[FLINK-25569][core] Add decomposed Sink V2 interface #18302

fapaul · 2022-01-07T16:32:21Z

What is the purpose of the change

This is the first PR of FLIP-191 (https://issues.apache.org/jira/browse/FLINK-25555) it introduces the basic decomposed interfaces that are the replacement for the existing Sink V1 interfaces. The PR only adds the public-facing interfaces and does not implement the stream graph translation yet. It is a follow-up task

Brief change log

fe71154 Clarifies the retry behaviour of committer and global committer
5022abf Fixes a problem if Transformations do not properly implement hashcode and equals
d742c25 Expose parts of the internal ProcessingTimeService through an external facade
412c841 Introduction of the Sink V2 interfaces

Verifying this change

The PR mostly consists of interface additions and file movements.

Added a test for 5022abf

Does this pull request potentially affect one of the following parts:

Dependencies (does it add or upgrade a dependency): (yes / no)
The public API, i.e., is any changed class annotated with @Public(Evolving): (yes / no)
The serializers: (yes / no / don't know)
The runtime per-record code paths (performance sensitive): (yes / no / don't know)
Anything that affects deployment or recovery: JobManager (and its components), Checkpointing, Kubernetes/Yarn, ZooKeeper: (yes / no / don't know)
The S3 file system connector: (yes / no / don't know)

Documentation

Does this pull request introduce a new feature? (yes / no)
If yes, how is the feature documented? (not applicable / docs / JavaDocs / not documented)

fapaul · 2022-01-07T16:32:43Z

@gaoyunhaii do you also want to have a look at this PR?

flinkbot · 2022-01-07T16:34:53Z

CI report:

9089425 Azure: SUCCESS

Bot commands

The @flinkbot bot supports the following commands:

@flinkbot run azure re-run the last Azure build

flinkbot · 2022-01-07T16:37:39Z

Thanks a lot for your contribution to the Apache Flink project. I'm the @flinkbot. I help the community
to review your pull request.

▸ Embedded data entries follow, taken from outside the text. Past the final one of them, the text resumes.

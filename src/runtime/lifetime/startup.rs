use anyhow::{Context, Result};
use std::sync::Arc;
use tracing::{debug, info, warn};

use crate::config::{get_config, validate_static_config};
use crate::services::{EngagementService, PostService, ProfileService};
use crate::storage::{SeaOrmStorage, StorageFactory};

pub struct StartupContext {
    pub storage: Arc<SeaOrmStorage>,
    pub engagement: Arc<EngagementService>,
    pub posts: Arc<PostService>,
    pub profiles: Arc<ProfileService>,
}

/// 校验配置并连接存储，CLI 与 server 共用
pub async fn prepare_storage() -> Result<Arc<SeaOrmStorage>> {
    let config = get_config();
    if let Err(errors) = validate_static_config(&config) {
        for err in &errors {
            warn!("Invalid configuration: {}", err);
        }
        anyhow::bail!("Configuration has {} error(s): {}", errors.len(), errors.join("; "));
    }

    let storage = StorageFactory::create()
        .await
        .map_err(|e| anyhow::anyhow!(e.format_simple()))
        .context("Failed to create storage backend")?;
    info!("Using storage backend: {}", storage.backend_name());
    Ok(storage)
}

/// 准备服务器启动的上下文
pub async fn prepare_server_startup() -> Result<StartupContext> {
    let start_time = std::time::Instant::now();
    debug!("Starting pre-startup processing...");

    rustls::crypto::ring::default_provider()
        .install_default()
        .map_err(|e| anyhow::anyhow!("Failed to install rustls crypto provider: {:?}", e))?;

    let storage = prepare_storage().await?;

    let engagement = Arc::new(EngagementService::from_config(storage.clone()));
    let posts = Arc::new(PostService::new(storage.clone()));
    let profiles = Arc::new(ProfileService::new(storage.clone()));

    // 首次使用前初始化，密钥缺失时的告警在启动阶段就打出来
    let jwt = crate::api::jwt::get_jwt_service();
    debug!("Session tokens valid for {} minutes", jwt.access_token_minutes());

    if get_config().auth.provider_secret.is_empty() {
        warn!("auth.provider_secret is empty, /api/auth/callback is disabled");
    }

    info!("Pre-startup completed in {:?}", start_time.elapsed());

    Ok(StartupContext {
        storage,
        engagement,
        posts,
        profiles,
    })
}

We will use this comment to track the progress of the review.

Automated Checks

Last check on commit 412c841 (Fri Jan 07 16:37:39 UTC 2022)

Warnings:

No documentation files were touched! Remember to keep the Flink docs up to date!

_{Mention the bot in a comment to re-run the automated checks.}

Review Progress

❓ 1. The [description] looks good.
❓ 2. There is [consensus] that the contribution should go into to Flink.
❓ 3. Needs [attention] from.
❓ 4. The change fits into the overall [architecture].
❓ 5. Overall code [quality] is good.

Please see the Pull Request Review Guide for a full explanation of the review process.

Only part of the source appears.